In [1]:
import pybiopax
import networkx as nx
import matplotlib.pyplot as plt
from pyvis import network as net
from networkx.drawing.nx_pydot import graphviz_layout
from collections import Counter
from ontobio.rdfgen.gocamgen.subgraphs import AnnotationSubgraph
import pprint
from base import relations, find_relation_meta


In [14]:
biopax_file = './resources/test_biopax/R-HSA-204174_level3.owl'
#biopax_file = './resources/test_biopax/R-HSA-70171_level3.owl'
model = pybiopax.model_from_owl_file(biopax_file, encoding="utf8")

Processing OWL elements:   0%|          | 0.00/423 [00:00<?, ?it/s]

### Check the most common objects and take note on Pathway

In [15]:
stats = Counter([obj.__class__.__name__  for uid, obj in model.objects.items()]).most_common(100)
stats

[('UnificationXref', 160),
 ('Stoichiometry', 37),
 ('SequenceSite', 34),
 ('RelationshipXref', 25),
 ('PublicationXref', 24),
 ('Protein', 18),
 ('ProteinReference', 16),
 ('FragmentFeature', 16),
 ('SequenceInterval', 16),
 ('SmallMolecule', 15),
 ('SmallMoleculeReference', 15),
 ('Complex', 15),
 ('Control', 8),
 ('BiochemicalReaction', 4),
 ('RelationshipTypeVocabulary', 4),
 ('PathwayStep', 4),
 ('Catalysis', 3),
 ('CellularLocationVocabulary', 2),
 ('ModificationFeature', 2),
 ('Pathway', 1),
 ('Provenance', 1),
 ('BioSource', 1),
 ('SequenceModificationVocabulary', 1)]

In [16]:

class GoCAM (AnnotationSubgraph):
    def __init__(self):
        self.bp_node = None
        self.mf_map = {}
        super().__init__()

    def process_pathway(self, pathway):        
            
        if pathway.xref:
            self.process_bp(pathway.xref)
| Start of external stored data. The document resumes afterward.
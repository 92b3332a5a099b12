//! Recursive-descent construction of the value tree.
//!
//! The builder consumes the tokenizer's output with one token of
//! lookahead (via pushback) and attaches every node to its parent only
//! after its matching close delimiter resolved; partially-parsed state
//! never escapes. Failures propagate immediately, no partial tree is
//! returned.

use alloc::string::ToString;

use crate::error::ParseError;
use crate::number::Number;
use crate::token::TokenKind;
use crate::tokenizer::Tokenizer;
use crate::value::{Array, Map, Value};

/// Every shape a value position accepts; reported when a keyword token
/// carries unexpected text.
const VALUE_SHAPES: &[&str] = &["Boolean", "Number", "String", "Array", "Object"];

/// Parses one JSON value from `text`.
///
/// Trailing text after the first complete value is ignored.
///
/// # Errors
///
/// [`ParseError::Lexical`] when the text cannot be tokenized,
/// [`ParseError::Semantic`] when the token stream violates the grammar.
pub fn build(text: &str) -> Result<Value, ParseError> {
    let mut tokens = Tokenizer::new(text);
    build_value(&mut tokens)
}

fn build_value(tokens: &mut Tokenizer) -> Result<Value, ParseError> {
    let token = tokens.read_token()?;
    match token.kind {
        TokenKind::SpecialChar => {
            if token.is_special('{') {
                tokens.push_back(token);
                Ok(Value::Object(build_object(tokens)?))
            } else if token.is_special('[') {
                tokens.push_back(token);
                Ok(Value::Array(build_array(tokens)?))
            } else {
                Err(ParseError::Semantic {
                    expected: &["'{'", "'['"],
                    got: token.text,
                    offset: tokens.position(),
                })
            }
        }
        TokenKind::Number => match Number::from_literal(&token.text) {
            Some(number) => Ok(Value::Number(number)),
            None => Err(ParseError::Semantic {
                expected: &["Number"],
                got: token.text,
                offset: tokens.position(),
            }),
        },
        TokenKind::KeyWord => {
            if token.text == "null" {
                Ok(Value::Null)
            } else if token.text == "true" {
                Ok(Value::Boolean(true))
            } else if token.text == "false" {
                Ok(Value::Boolean(false))
            } else {
                Err(ParseError::Semantic {
                    expected: VALUE_SHAPES,
                    got: token.text,
                    offset: tokens.position(),
                })
            }
        }
        TokenKind::String | TokenKind::Unidentified => Ok(Value::String(token.text)),
    }
}

fn build_object(tokens: &mut Tokenizer) -> Result<Map, ParseError> {
    let mut map = Map::new();

    let token = tokens.read_token()?;
    if !token.is_special('{') {
        return Err(ParseError::Semantic {
            expected: &["'{'"],
            got: token.text,
            offset: tokens.position(),
        });
    }

    let token = tokens.read_token()?;
    if token.is_special('}') {
        return Ok(map);
    }
    tokens.push_back(token);

    loop {
        let key = tokens.read_token()?;
        if key.kind != TokenKind::String {
            return Err(ParseError::Semantic {
                expected: &["String"],
                got: key.kind.to_string(),
                offset: tokens.position(),
            });
        }

        let token = tokens.read_token()?;
        if !token.is_special(':') {
            return Err(ParseError::Semantic {
                expected: &["':'"],
                got: token.text,
                offset: tokens.position(),
            });
        }

        let value = build_value(tokens)?;
        // Duplicate keys are not special-cased: last write wins.
        map.insert(key.text, value);

        let token = tokens.read_token()?;
        if token.is_special(',') {
            continue;
        }
        if token.is_special('}') {
            return Ok(map);
        }
        return Err(ParseError::Semantic {
            expected: &["'}'", "','"],
            got: token.text,
            offset: tokens.position(),
        });
    }
}

fn build_array(tokens: &mut Tokenizer) -> Result<Array, ParseError> {
    let mut values = Array::new();

    let token = tokens.read_token()?;
    if !token.is_special('[') {
        return Err(ParseError::Semantic {
            expected: &["'['"],
            got: token.text,
            offset: tokens.position(),
        });
    }

    let token = tokens.read_token()?;
    if token.is_special(']') {
        return Ok(values);
    }
    tokens.push_back(token);

    loop {
        values.push(build_value(tokens)?);

        let token = tokens.read_token()?;
        if token.is_special(',') {
            continue;
        }
        if token.is_special(']') {
            return Ok(values);
        }
        return Err(ParseError::Semantic {
            expected: &["']'", "','"],
            got: token.text,
            offset: tokens.position(),
        });
    }
}
// SPDX-FileCopyrightText: 2025 Phoenix R&D GmbH <hello@phnx.im>
//
// SPDX-License-Identifier: AGPL-3.0-or-later

//! Implements the client core of the verifiable log protocol: ratchet-tree
//! group state, chain validation, the DBLog replay engine over SQLite and
//! the sync controllers tying them to the transport.

pub mod chain;
pub mod dblog;
pub mod groups;
pub mod store;
pub mod sync;

pub use chain::{ChainError, ChainHead};
pub use dblog::{Action, DBLogError, ReplayEngine, Value};
pub use groups::{GroupError, GroupState};
pub use store::{StorageBackend, StorageError, StoreNotification, StoreNotifier};
pub use sync::{GroupLogController, PersonalLogController, SyncError, SyncState};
        if pathway.pathway_order:
            self.process_step_processes(pathway.pathway_order, pathway)
        
        if pathway.pathway_component:
            self.process_components(pathway.pathway_component, pathway)

    
    def process_step_processes(self, step_processes, pathway):
        for obj in step_processes:
            pc = model.objects[obj.uid]
            for sp in pc.step_process:
                if isinstance(sp, pybiopax.biopax.Catalysis) and sp.control_type == 'ACTIVATION':
                    self.process_mf(sp.xref, model.objects[sp.uid])
   
    
    def process_components(self, components, pathway):
        for obj in components:
            mf = self.mf_map.get(obj.uid, None)

            if mf is None:
                continue

            mf = self.add_instance_of_class(mf, is_anchor=True)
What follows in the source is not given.